Dataset items:
--- --- ---
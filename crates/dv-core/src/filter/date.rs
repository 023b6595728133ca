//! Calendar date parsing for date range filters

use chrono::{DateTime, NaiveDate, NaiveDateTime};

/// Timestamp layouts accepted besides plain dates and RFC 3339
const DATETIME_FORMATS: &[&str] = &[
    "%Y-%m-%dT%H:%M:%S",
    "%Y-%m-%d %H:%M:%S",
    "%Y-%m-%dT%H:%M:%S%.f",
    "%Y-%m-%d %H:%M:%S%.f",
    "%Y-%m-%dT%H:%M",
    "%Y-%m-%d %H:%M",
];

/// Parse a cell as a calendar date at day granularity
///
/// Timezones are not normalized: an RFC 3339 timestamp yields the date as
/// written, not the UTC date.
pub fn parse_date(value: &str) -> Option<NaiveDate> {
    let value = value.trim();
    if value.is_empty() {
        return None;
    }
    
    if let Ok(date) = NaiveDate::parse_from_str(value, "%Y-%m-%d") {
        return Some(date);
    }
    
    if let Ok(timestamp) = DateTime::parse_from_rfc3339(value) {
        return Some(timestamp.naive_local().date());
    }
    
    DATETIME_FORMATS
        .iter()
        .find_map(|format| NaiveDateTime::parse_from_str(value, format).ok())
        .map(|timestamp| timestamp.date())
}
--- --- ---
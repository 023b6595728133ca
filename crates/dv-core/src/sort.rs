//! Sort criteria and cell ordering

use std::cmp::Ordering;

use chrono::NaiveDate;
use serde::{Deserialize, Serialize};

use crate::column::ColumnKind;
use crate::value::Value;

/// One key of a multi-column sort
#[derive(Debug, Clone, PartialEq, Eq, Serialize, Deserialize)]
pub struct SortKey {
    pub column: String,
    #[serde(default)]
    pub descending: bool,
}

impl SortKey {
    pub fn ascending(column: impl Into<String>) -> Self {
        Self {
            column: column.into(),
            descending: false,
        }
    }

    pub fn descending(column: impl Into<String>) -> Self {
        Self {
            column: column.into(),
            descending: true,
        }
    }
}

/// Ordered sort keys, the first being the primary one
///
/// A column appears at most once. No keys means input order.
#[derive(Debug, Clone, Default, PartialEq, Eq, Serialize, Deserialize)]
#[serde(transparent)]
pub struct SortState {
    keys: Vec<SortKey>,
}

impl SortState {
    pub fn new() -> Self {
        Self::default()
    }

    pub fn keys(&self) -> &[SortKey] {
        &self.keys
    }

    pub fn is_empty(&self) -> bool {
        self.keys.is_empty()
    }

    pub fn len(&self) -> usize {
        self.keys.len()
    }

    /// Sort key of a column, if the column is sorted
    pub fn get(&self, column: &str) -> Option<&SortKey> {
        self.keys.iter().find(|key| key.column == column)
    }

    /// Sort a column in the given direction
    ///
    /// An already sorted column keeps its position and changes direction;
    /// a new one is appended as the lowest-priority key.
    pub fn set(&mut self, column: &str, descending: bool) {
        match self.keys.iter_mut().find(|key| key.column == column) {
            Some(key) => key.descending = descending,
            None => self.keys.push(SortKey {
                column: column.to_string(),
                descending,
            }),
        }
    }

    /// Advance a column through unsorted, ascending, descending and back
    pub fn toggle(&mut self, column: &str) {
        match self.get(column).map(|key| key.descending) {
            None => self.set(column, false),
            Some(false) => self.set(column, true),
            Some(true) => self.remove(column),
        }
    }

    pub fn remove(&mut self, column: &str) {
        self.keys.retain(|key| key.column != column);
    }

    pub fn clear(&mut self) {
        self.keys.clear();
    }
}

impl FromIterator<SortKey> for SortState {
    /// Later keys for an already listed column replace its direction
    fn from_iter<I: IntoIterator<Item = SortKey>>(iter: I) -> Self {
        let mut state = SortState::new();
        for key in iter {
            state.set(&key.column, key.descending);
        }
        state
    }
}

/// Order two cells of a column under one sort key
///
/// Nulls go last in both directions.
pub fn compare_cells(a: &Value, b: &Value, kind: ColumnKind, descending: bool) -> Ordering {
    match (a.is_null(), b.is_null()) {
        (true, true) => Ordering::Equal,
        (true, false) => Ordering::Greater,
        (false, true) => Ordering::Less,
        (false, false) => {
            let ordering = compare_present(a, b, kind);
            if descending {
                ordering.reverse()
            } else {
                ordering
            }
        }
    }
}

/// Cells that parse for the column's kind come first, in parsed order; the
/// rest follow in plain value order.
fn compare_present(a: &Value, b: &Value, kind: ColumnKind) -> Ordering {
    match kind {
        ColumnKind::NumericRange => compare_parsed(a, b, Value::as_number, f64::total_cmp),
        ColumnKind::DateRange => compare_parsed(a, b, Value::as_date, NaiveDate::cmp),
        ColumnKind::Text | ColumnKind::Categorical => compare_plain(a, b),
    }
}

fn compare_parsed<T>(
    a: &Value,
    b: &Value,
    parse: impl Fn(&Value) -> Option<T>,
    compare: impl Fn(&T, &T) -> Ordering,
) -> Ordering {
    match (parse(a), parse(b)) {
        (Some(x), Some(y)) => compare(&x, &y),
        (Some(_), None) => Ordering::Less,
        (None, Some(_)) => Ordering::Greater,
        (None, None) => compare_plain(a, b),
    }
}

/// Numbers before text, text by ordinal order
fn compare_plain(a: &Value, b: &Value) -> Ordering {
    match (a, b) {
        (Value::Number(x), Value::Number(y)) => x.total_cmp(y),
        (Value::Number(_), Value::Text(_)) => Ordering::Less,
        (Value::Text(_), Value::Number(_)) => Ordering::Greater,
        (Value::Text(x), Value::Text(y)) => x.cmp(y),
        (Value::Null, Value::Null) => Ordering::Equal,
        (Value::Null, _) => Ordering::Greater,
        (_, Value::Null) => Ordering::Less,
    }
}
--- --- ---
All lines above from the line with "match self.get(column).map(|key| key.descending)" through the line with "for key in iter", both included, are to be set down exactly, with nothing else.

RESPONSE BELOW>
        match self.get(column).map(|key| key.descending) {
            None => self.set(column, false),
            Some(false) => self.set(column, true),
            Some(true) => self.remove(column),
        }
    }

    pub fn remove(&mut self, column: &str) {
        self.keys.retain(|key| key.column != column);
    }

    pub fn clear(&mut self) {
        self.keys.clear();
    }
}

impl FromIterator<SortKey> for SortState {
    /// Later keys for an already listed column replace its direction
    fn from_iter<I: IntoIterator<Item = SortKey>>(iter: I) -> Self {
        let mut state = SortState::new();
        for key in iter {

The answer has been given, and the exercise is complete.